О пьесках, с этим письмом посылаемых, я вам ничего не скажу; которые хороши — напечатайте, которые дурны — оставьте, которые нужно поправить — заметьте и пришлите.
О вашей статье, ошельмованной цензурой, я знал тогда же, что она вами написана была не так, знал, что она была полна и что вы ни за что б не выкинули из нее одного слова, но что ее так обасурманила цензура. Но я намекнул вам об этом не так, потому что боялся за вас; я начал подумывать, чего не сделали ли дурного, а ваше долгое молчание каждую неделю более и более эту мысль мою утверждало, и меня до смерти мучила об вас неизвестность. Чорт знает, чего с нами не могут сделать! Ведь мы люди грешные; особенно теперь, в моей болезни, нужно хоть немножко укорениться мысли, хоть бы самой нелепой, — ну уж она от меня и не отстанет и начнет разрастаться более и более.
Не в добрый час я начал это письмо! Только я сяду, начну писать, кто-нибудь тотчас явится и перервет. Досадно. Например, вчера является молодой офицер, или хорунжий, с Дона; жил в Питере, учился военному ремеслу, едет домой; в Воронеже у него не достало денег, — пришел просить сто рублей (у меня сто рублей!) Говорю: нет. Не верит, — нужно, да и только. Насилу отвязался, нашел ему человека, который даль. Такие чудные люди эти офицеры: в одну минуту и знакомятся, и просят об одолжении.

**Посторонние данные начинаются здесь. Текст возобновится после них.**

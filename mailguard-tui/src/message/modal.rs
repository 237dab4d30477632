//! 弹窗消息类型

#[derive(Debug, Clone, PartialEq, Eq)]
pub enum ModalMessage {
    Close,
    /// 提交表单 / 确认删除
    Confirm,
    Input(char),
    /// 批量添加表单换行
    Newline,
    Backspace,
    /// 删除确认弹窗中切换按钮
    ToggleFocus,
}
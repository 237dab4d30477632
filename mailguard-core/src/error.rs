//! Unified error type definition

use serde::Serialize;
use thiserror::Error;

/// Core layer error type
#[derive(Error, Debug, Clone, PartialEq, Eq, Serialize)]
#[serde(tag = "code", content = "details")]
pub enum CoreError {
    /// Transport failure (connection refused, DNS, TLS, ...)
    #[error("Network error: {0}")]
    NetworkError(String),

    /// Request timed out
    #[error("Request timed out: {0}")]
    Timeout(String),

    /// Non-2xx response
    #[error("HTTP {status}: {body}")]
    HttpStatus { status: u16, body: String },

    /// 401 / 403 from the admin API
    #[error("Unauthorized: {0}")]
    Unauthorized(String),

    /// Response body could not be decoded
    #[error("Parse error: {0}")]
    ParseError(String),

    /// serialization error
    #[error("Serialization error: {0}")]
    SerializationError(String),

    /// Local input rejected before any request was issued
    #[error("Validation error: {0}")]
    ValidationError(String),

    /// The auth guard refused the current session
    #[error("Access denied: {0}")]
    AccessDenied(String),

    /// The resource does not offer this operation
    #[error("Unsupported operation: {0}")]
    Unsupported(String),

    /// Storage layer error
    #[error("Storage error: {0}")]
    StorageError(String),
}

impl CoreError {
    /// Whether it is expected behavior (user input, rejected login, etc.), used for log classification.
    ///
    /// Level `warn` should be used when returning `true` and level `error` when returning `false`.
    /// **Please update this method simultaneously when new variants are added.**
    #[must_use]
    pub fn is_expected(&self) -> bool {
        match self {
            Self::ValidationError(_)
            | Self::AccessDenied(_)
            | Self::Unauthorized(_)
            | Self::Unsupported(_) => true,
            Self::HttpStatus { status, .. } => (400..500).contains(status),
            _ => false,
        }
    }

    /// Logs the error at the level matching [`Self::is_expected`].
    pub fn log(&self, context: &str) {
        if self.is_expected() {
            log::warn!("{context}: {self}");
        } else {
            log::error!("{context}: {self}");
        }
    }
}

/// Core layer Result type alias
pub type CoreResult<T> = std::result::Result<T, CoreError>;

Я слышал: начал издаваться тетрадями Гете; будете писать, напишите, пожалуйста, кто переводить и какая цена? Я выпишу, если перевод хороший. Да напишите, как идут „Отечественные Записки“? Как поправляется Андрей Александрович? Развязаны ль долги? И на следующий год будут издаваться, как шли последние два года, или для сведения конца с концами? Это все меня весьма интересует. Но больше всего мне знать хочется, как идут ваши дела, так же ли, как прежде, лучше ли? Хорошая квартира и богатая мебель — знак улучшения. Но отколь она? — Не знаю.

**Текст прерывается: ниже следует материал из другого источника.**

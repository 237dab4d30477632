#![allow(clippy::expect_used, clippy::unwrap_used, clippy::panic)]
//! End-to-end console flow: login, table loading, modal mutations and refresh.

use std::collections::HashMap;
use std::sync::Arc;

use async_trait::async_trait;
use chrono::Utc;
use mailguard_core::error::{CoreError, CoreResult};
use mailguard_core::services::{
    AuthService, Dashboard, DashboardService, Mutation, ResourceTable, TablePhase, TableService,
    View,
};
use mailguard_core::traits::{AdminApi, SessionStore};
use mailguard_core::types::{
    ListPage, ListQuery, PaginationMeta, ResourceKind, ResourceRow, Role, Session, User,
    ValidationReport,
};
use mailguard_core::ServiceContext;
use tokio::sync::RwLock;

// ===== Mock Implementations =====

/// In-memory backend holding one admin account.
struct InMemoryBackend {
    rows: RwLock<HashMap<ResourceKind, Vec<ResourceRow>>>,
    next_id: RwLock<u32>,
    fail_lists: RwLock<bool>,
}

impl InMemoryBackend {
    fn new() -> Self {
        Self {
            rows: RwLock::new(HashMap::new()),
            next_id: RwLock::new(1),
            fail_lists: RwLock::new(false),
        }
    }

    async fn insert(&self, kind: ResourceKind, value: &str) {
        let mut next = self.next_id.write().await;
        self.rows
            .write()
            .await
            .entry(kind)
            .or_default()
            .push(ResourceRow {
                id: format!("id-{next}"),
                value: value.to_string(),
                created_at: Utc::now(),
                detail: None,
            });
        *next += 1;
    }
}

#[async_trait]
impl AdminApi for InMemoryBackend {
    async fn login(&self, email: &str, password: &str) -> CoreResult<Session> {
        if email == "root@mailguard.dev" && password == "s3cret" {
            Ok(Session {
                user: User {
                    id: "u1".into(),
                    email: email.into(),
                    role: Role::Admin,
                },
                token: "jwt".into(),
            })
        } else {
            Err(CoreError::Unauthorized("bad credentials".into()))
        }
    }

    async fn list(
        &self,
        session: &Session,
        kind: ResourceKind,
        query: &ListQuery,
    ) -> CoreResult<ListPage<ResourceRow>> {
        assert_eq!(session.token, "jwt");
        if *self.fail_lists.read().await {
            return Err(CoreError::NetworkError("connection refused".into()));
        }
        let all = self.rows.read().await.get(&kind).cloned().unwrap_or_default();
        let total = u32::try_from(all.len()).unwrap();
        let skip = ((query.page - 1) * query.limit) as usize;
        Ok(ListPage {
            items: all.into_iter().skip(skip).take(query.limit as usize).collect(),
            pagination: PaginationMeta {
                total_items: total,
                total_pages: total.div_ceil(query.limit),
                current_page: query.page,
                items_per_page: query.limit,
            },
        })
    }

    async fn add(&self, _session: &Session, kind: ResourceKind, values: &[String]) -> CoreResult<()> {
        for value in values {
            self.insert(kind, value).await;
        }
        Ok(())
    }

    async fn update(
        &self,
        _session: &Session,
        kind: ResourceKind,
        id: &str,
        value: &str,
    ) -> CoreResult<()> {
        let mut rows = self.rows.write().await;
        let row = rows
            .get_mut(&kind)
            .and_then(|l| l.iter_mut().find(|r| r.id == id))
            .ok_or(CoreError::HttpStatus {
                status: 404,
                body: "not found".into(),
            })?;
        row.value = value.to_string();
        Ok(())
    }

    async fn delete(&self, _session: &Session, kind: ResourceKind, id: &str) -> CoreResult<()> {
        if let Some(list) = self.rows.write().await.get_mut(&kind) {
            list.retain(|r| r.id != id);
        }
        Ok(())
    }

    async fn validate_email(&self, _email: &str) -> CoreResult<ValidationReport> {
        Ok(ValidationReport::default())
    }
}

struct MemorySessionStore(RwLock<Option<Session>>);

#[async_trait]
impl SessionStore for MemorySessionStore {
    async fn load(&self) -> CoreResult<Option<Session>> {
        Ok(self.0.read().await.clone())
    }

    async fn save(&self, session: &Session) -> CoreResult<()> {
        *self.0.write().await = Some(session.clone());
        Ok(())
    }

    async fn clear(&self) -> CoreResult<()> {
        *self.0.write().await = None;
        Ok(())
    }
}

struct Console {
    backend: Arc<InMemoryBackend>,
    session: Session,
    dashboard: Dashboard,
    tables: TableService,
    mutations: DashboardService,
    domains: ResourceTable,
    emails: ResourceTable,
}

async fn console() -> Console {
    let backend = Arc::new(InMemoryBackend::new());
    let ctx = Arc::new(ServiceContext::new(
        backend.clone(),
        Arc::new(MemorySessionStore(RwLock::new(None))),
    ));
    let session = AuthService::new(ctx.clone())
        .login("root@mailguard.dev", "s3cret")
        .await
        .unwrap();

    let dashboard = Dashboard::new();
    let mut domains = ResourceTable::new(ResourceKind::BlacklistedDomains, 5);
    let mut emails = ResourceTable::new(ResourceKind::BlacklistedEmails, 5);
    domains.subscribe(dashboard.refresh_signal());
    emails.subscribe(dashboard.refresh_signal());

    Console {
        backend,
        session,
        mutations: DashboardService::new(ctx.clone(), dashboard.refresh_signal().clone()),
        tables: TableService::new(ctx),
        dashboard,
        domains,
        emails,
    }
}

fn values(table: &ResourceTable) -> Vec<&str> {
    table.items().iter().map(|r| r.value.as_str()).collect()
}

// ===== Tests =====

#[tokio::test]
async fn bulk_add_then_refresh_shows_new_domains() {
    let mut c = console().await;
    c.dashboard.select_view(View::BlacklistedDomains);
    c.tables.load_page(&c.session, &mut c.domains, 1).await;
    assert!(c.domains.items().is_empty());

    assert!(c.dashboard.open_add());
    for ch in "a.com, b.com".chars() {
        c.dashboard.modal_mut().unwrap().insert_char(ch);
    }
    let mutation = c.dashboard.submit_modal().unwrap();
    assert_eq!(
        mutation,
        Mutation::AddDomains(vec!["a.com".into(), "b.com".into()])
    );
    assert!(!c.mutations.apply(&c.session, &mutation).await.is_error());

    // only the domains table reacts
    assert!(c.tables.refresh_if_requested(&c.session, &mut c.emails).await.is_none());
    let refreshed = c.tables.refresh_if_requested(&c.session, &mut c.domains).await;
    assert_eq!(refreshed, Some(None));
    assert_eq!(values(&c.domains), vec!["a.com", "b.com"]);
}

#[tokio::test]
async fn edit_domain_updates_row() {
    let mut c = console().await;
    c.backend.insert(ResourceKind::BlacklistedDomains, "old.com").await;
    c.dashboard.select_view(View::BlacklistedDomains);
    c.tables.load_page(&c.session, &mut c.domains, 1).await;

    let target = c.domains.selected_row().cloned().unwrap();
    assert!(c.dashboard.open_edit(&target));
    let modal = c.dashboard.modal_mut().unwrap();
    modal.clear();
    "example.com".chars().for_each(|ch| modal.insert_char(ch));

    let mutation = c.dashboard.submit_modal().unwrap();
    c.mutations.apply(&c.session, &mutation).await;
    c.tables.refresh_if_requested(&c.session, &mut c.domains).await;

    assert_eq!(values(&c.domains), vec!["example.com"]);
    assert!(c.dashboard.edit_target().is_none());
}

#[tokio::test]
async fn delete_walks_back_from_emptied_page() {
    let mut c = console().await;
    for i in 0..6 {
        c.backend
            .insert(ResourceKind::BlacklistedEmails, &format!("u{i}@spam.io"))
            .await;
    }
    c.dashboard.select_view(View::BlacklistedEmails);
    c.tables.load_page(&c.session, &mut c.emails, 2).await;
    assert_eq!(values(&c.emails), vec!["u5@spam.io"]);

    let id = c.emails.items()[0].id.clone();
    let notes = c.tables.delete(&c.session, &mut c.emails, &id).await;

    assert_eq!(notes.len(), 1);
    assert_eq!(notes[0].message, "Email deleted successfully");
    assert_eq!(c.emails.current_page(), 1);
    assert_eq!(c.emails.items().len(), 5);
    assert_eq!(c.emails.footer_range(), Some((1, 5, 5)));
}

#[tokio::test]
async fn failed_fetch_shows_error_panel_then_recovers() {
    let mut c = console().await;
    c.backend.insert(ResourceKind::BlacklistedDomains, "a.com").await;
    c.tables.load_page(&c.session, &mut c.domains, 1).await;

    *c.backend.fail_lists.write().await = true;
    let note = c.tables.load_page(&c.session, &mut c.domains, 1).await;
    assert!(note.unwrap().is_error());
    assert_eq!(c.domains.phase(), &TablePhase::Errored("Failed to fetch domains".into()));

    *c.backend.fail_lists.write().await = false;
    let ticket = c.domains.refresh();
    assert!(c.tables.fetch(&c.session, &mut c.domains, ticket).await.is_none());
    assert_eq!(c.domains.phase(), &TablePhase::Loaded);
}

В конце сентября был у нас в Воронеже Глинка Федор Николаевич с женою, проездом из деревни; просили меня шибко, чтобы я что-нибудь, но непременно послал в „Москвитянин“. Я сказал: теперь у меня ничего нет; болен, — не пишу. Но об вас и „Записках“ — ни слова; и я ничего не затевал.
Лермонтова убили до смерти, это старая новость; но она меня так сильно поразила, что до сей поры не выходить из думы. И жаль, и досадно: только что покажется, хорошо не успеешь полюбить, — как его и нет. Много мы в нем потеряли, незаменимая потеря! Наш один купец в одно время с ним жил на Кавказе, и он мне, приехавши оттуда, говорил, что у Лермонтова много в портфеле найдено после смерти стихов; одно из них он читал под названием „Чинар“. Скажите-ка Андрею Александровичу, не отыщет ли он этого портфеля.

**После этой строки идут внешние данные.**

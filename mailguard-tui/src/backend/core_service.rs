//! 核心服务入口
//!
//! 封装 mailguard-core 的服务，负责组装 `ServiceContext`。

use std::sync::Arc;

use mailguard_core::services::{
    AuthService, DashboardService, RefreshSignal, TableService, ValidatorService,
};
use mailguard_core::{AdminApi, CoreResult, HttpAdminClient, ServiceContext, SessionStore};

use super::config_service::{AppConfig, SessionStorage};
use super::keyring_store::KeyringSessionStore;
use super::session_repository::JsonSessionStore;

/// 核心服务
pub struct CoreService {
    ctx: Arc<ServiceContext>,
}

impl CoreService {
    /// 按配置创建 HTTP 客户端与会话存储
    pub fn new(config: &AppConfig) -> CoreResult<Self> {
        let api: Arc<dyn AdminApi> = Arc::new(HttpAdminClient::new(&config.client_config())?);

        let session_store: Arc<dyn SessionStore> = match config.session_storage {
            SessionStorage::Keyring => Arc::new(KeyringSessionStore),
            SessionStorage::File => Arc::new(JsonSessionStore::new()),
        };

        log::info!(
            "Admin API at {}, session storage: {:?}",
            config.api_base_url,
            config.session_storage
        );

        Ok(Self::with_context(Arc::new(ServiceContext::new(
            api,
            session_store,
        ))))
    }

    /// 使用现成的上下文（测试中注入替身）
    pub fn with_context(ctx: Arc<ServiceContext>) -> Self {
        Self { ctx }
    }

    pub fn auth(&self) -> AuthService {
        AuthService::new(Arc::clone(&self.ctx))
    }

    pub fn tables(&self) -> TableService {
        TableService::new(Arc::clone(&self.ctx))
    }

    /// `refresh` 必须是 Dashboard 持有的信号
    pub fn dashboard(&self, refresh: RefreshSignal) -> DashboardService {
        DashboardService::new(Arc::clone(&self.ctx), refresh)
    }

    pub fn validator(&self) -> ValidatorService {
        ValidatorService::new(Arc::clone(&self.ctx))
    }
}
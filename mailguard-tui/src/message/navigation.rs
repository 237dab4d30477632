//! 导航相关消息

#[derive(Debug, Clone, Copy, PartialEq, Eq)]
pub enum NavigationMessage {
    SelectPrevious,
    SelectNext,
    SelectFirst,
    SelectLast,
    /// 打开选中的页面
    Confirm,
}
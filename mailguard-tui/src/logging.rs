//! 日志初始化
//!
//! stdout 属于终端界面，日志只写文件：
//! `dirs::data_local_dir()/mailguard-tui/logs/mailguard-tui.log`。
//! core 通过 `log` 门面输出的记录经 tracing-log 桥接进入同一文件。

use std::path::PathBuf;

use anyhow::Result;
use tracing_appender::non_blocking::WorkerGuard;
use tracing_subscriber::{fmt, layer::SubscriberExt, util::SubscriberInitExt, EnvFilter};

use crate::backend::APP_DIR_NAME;

const LOG_FILE_NAME: &str = "mailguard-tui.log";

/// 日志目录
pub fn log_dir() -> PathBuf {
    dirs::data_local_dir()
        .unwrap_or_else(|| PathBuf::from("."))
        .join(APP_DIR_NAME)
        .join("logs")
}

/// 安装全局订阅器；返回的 guard 必须存活到进程退出
///
/// `RUST_LOG` 优先于 `default_level`。
pub fn init(default_level: &str) -> Result<WorkerGuard> {
    let dir = log_dir();
    std::fs::create_dir_all(&dir)?;

    let appender = tracing_appender::rolling::never(&dir, LOG_FILE_NAME);
    let (writer, guard) = tracing_appender::non_blocking(appender);

    let filter = EnvFilter::try_from_default_env()
        .or_else(|_| EnvFilter::try_new(default_level))
        .unwrap_or_else(|_| EnvFilter::new("info"));

    tracing_subscriber::registry()
        .with(filter)
        .with(fmt::layer().with_writer(writer).with_ansi(false))
        .try_init()?;

    tracing::info!("logging to {}", dir.join(LOG_FILE_NAME).display());
    Ok(guard)
}
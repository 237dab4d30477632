//! 弹窗状态
//!
//! 批量添加 / 编辑表单由 core 的 `Dashboard` 持有；
//! 这里只管理界面自己的弹窗：删除确认与帮助。

use mailguard_core::services::DeleteTicket;

/// 删除确认弹窗中的按钮焦点
#[derive(Debug, Clone, Copy, PartialEq, Eq, Default)]
pub enum DeleteFocus {
    #[default]
    Cancel,
    Delete,
}

#[derive(Debug, Clone, PartialEq, Eq)]
pub enum Modal {
    ConfirmDelete {
        ticket: DeleteTicket,
        /// 被删除的域名 / 邮箱，仅用于展示
        value: String,
        focus: DeleteFocus,
    },
    Help,
}

#[derive(Debug, Default)]
pub struct ModalState {
    pub active: Option<Modal>,
}

impl ModalState {
    pub fn is_open(&self) -> bool {
        self.active.is_some()
    }

    pub fn show_confirm_delete(&mut self, ticket: DeleteTicket, value: impl Into<String>) {
        self.active = Some(Modal::ConfirmDelete {
            ticket,
            value: value.into(),
            focus: DeleteFocus::default(),
        });
    }

    pub fn show_help(&mut self) {
        self.active = Some(Modal::Help);
    }

    pub fn close(&mut self) {
        self.active = None;
    }
}
//! Deterministic randomness: shuffles and dice.
//!
//! ## Key Features
//!
//! - **Deterministic**: Same seed produces identical deals and rolls
//! - **Context streams**: Shuffling and dice draw from independent streams
//! - **Serializable**: O(1) state capture and restore
//! - **Pluggable dice**: the resolver only sees the `Dice` trait, so tests and
//!   replays can script exact roll sequences with `LoadedDice`
//!
//! ```
//! use magnate::core::{Dice, GameRng};
//!
//! let mut rng = GameRng::new(42);
//! let mut dice = rng.for_context("dice");
//!
//! let roll = dice.roll(10);
//! assert!((1..=10).contains(&roll));
//! ```

use std::collections::VecDeque;
use std::hash::{Hash, Hasher};

use rand::{Rng, SeedableRng};
use rand_chacha::ChaCha8Rng;
use serde::{Deserialize, Serialize};

/// Source of die rolls.
///
/// The only randomness contract the rules need: an integer in `[1, sides]`.
pub trait Dice {
    /// Roll a die with `sides` faces, returning a value in `1..=sides`.
    fn roll(&mut self, sides: u8) -> u8;
}

/// Deterministic RNG backed by ChaCha8.
#[derive(Clone, Debug)]
pub struct GameRng {
    inner: ChaCha8Rng,
    seed: u64,
    fork_counter: u64,
}

impl GameRng {
    /// Create a new RNG with the given seed.
    #[must_use]
    pub fn new(seed: u64) -> Self {
        Self {
            inner: ChaCha8Rng::seed_from_u64(seed),
            seed,
            fork_counter: 0,
        }
    }

    /// Fork this RNG into an independent, deterministic branch.
    #[must_use]
    pub fn fork(&mut self) -> Self {
        self.fork_counter += 1;
        let fork_seed = self.seed.wrapping_add(self.fork_counter.wrapping_mul(0x9E3779B97F4A7C15));
        Self {
            inner: ChaCha8Rng::seed_from_u64(fork_seed),
            seed: fork_seed,
            fork_counter: 0,
        }
    }

    /// Create an independent stream for a named purpose ("deal", "dice").
    ///
    /// The same context always produces the same stream from the same seed.
    #[must_use]
    pub fn for_context(&self, context: &str) -> Self {
        use std::collections::hash_map::DefaultHasher;

        let mut hasher = DefaultHasher::new();
        self.seed.hash(&mut hasher);
        context.hash(&mut hasher);
        let context_seed = hasher.finish();

        Self {
            inner: ChaCha8Rng::seed_from_u64(context_seed),
            seed: context_seed,
            fork_counter: 0,
        }
    }

    /// Shuffle a slice in place.
    pub fn shuffle<T>(&mut self, slice: &mut [T]) {
        use rand::seq::SliceRandom;
        slice.shuffle(&mut self.inner);
    }

    /// Get the current state for serialization.
    #[must_use]
    pub fn state(&self) -> GameRngState {
        GameRngState {
            seed: self.seed,
            word_pos: self.inner.get_word_pos(),
            fork_counter: self.fork_counter,
        }
    }

    /// Restore from a saved state.
    #[must_use]
    pub fn from_state(state: &GameRngState) -> Self {
        let mut inner = ChaCha8Rng::seed_from_u64(state.seed);
        inner.set_word_pos(state.word_pos);
        Self {
            inner,
            seed: state.seed,
            fork_counter: state.fork_counter,
        }
    }
}

impl Dice for GameRng {
    fn roll(&mut self, sides: u8) -> u8 {
        self.inner.gen_range(1..=sides.max(1))
    }
}

/// Serializable RNG state for checkpointing.
#[derive(Clone, Debug, PartialEq, Eq, Serialize, Deserialize)]
pub struct GameRngState {
    /// Original seed
    pub seed: u64,
    /// ChaCha8 word position (128-bit counter)
    pub word_pos: u128,
    /// Fork counter for deterministic branching
    pub fork_counter: u64,
}

/// Dice that replay a scripted sequence, then fall back to a seeded RNG.
///
/// Scripted values are clamped into `1..=sides`.
///
/// ```
/// use magnate::core::{Dice, LoadedDice};
///
/// let mut dice = LoadedDice::new([10, 3], 7);
/// assert_eq!(dice.roll(10), 10);
/// assert_eq!(dice.roll(10), 3);
/// assert!((1..=6).contains(&dice.roll(6)));
/// ```
#[derive(Clone, Debug)]
pub struct LoadedDice {
    script: VecDeque<u8>,
    fallback: GameRng,
}

impl LoadedDice {
    /// Create dice that return `script` in order before rolling randomly.
    pub fn new(script: impl IntoIterator<Item = u8>, seed: u64) -> Self {
        Self {
            script: script.into_iter().collect(),
            fallback: GameRng::new(seed),
        }
    }

    /// Append more scripted values.
    pub fn push(&mut self, values: impl IntoIterator<Item = u8>) {
        self.script.extend(values);
    }

    /// Scripted values not yet consumed.
    #[must_use]
    pub fn remaining(&self) -> usize {
        self.script.len()
    }
}

impl Dice for LoadedDice {
    fn roll(&mut self, sides: u8) -> u8 {
        match self.script.pop_front() {
            Some(value) => value.clamp(1, sides.max(1)),
            None => self.fallback.roll(sides),
        }
    }
}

Андрею Александровичу, Анне Яковлевне, И. И. Панаеву, Авдотье Яковлевне, А. А. Комарову, М. А. Языкову, Прокоповичу душевное почтение и низкой поклон.
Милому Василию Петровичу не пишу теперь письма особенного, первое потому, что не знаю, где он: в Питере ли еще, или уже уехал в Москву. Когда услышу, что он в Москве, тотчас напишу; а если еще в Питере это письмо его застанет, то я крепко жму руку и целую его. Жалею, что он скучает…….
Много тысяч раз прошу не сердиться за деньги; при первом удобном случае вышлю, душой благодарю за его „здравствуйте“. Люблю его чем дальше — больше.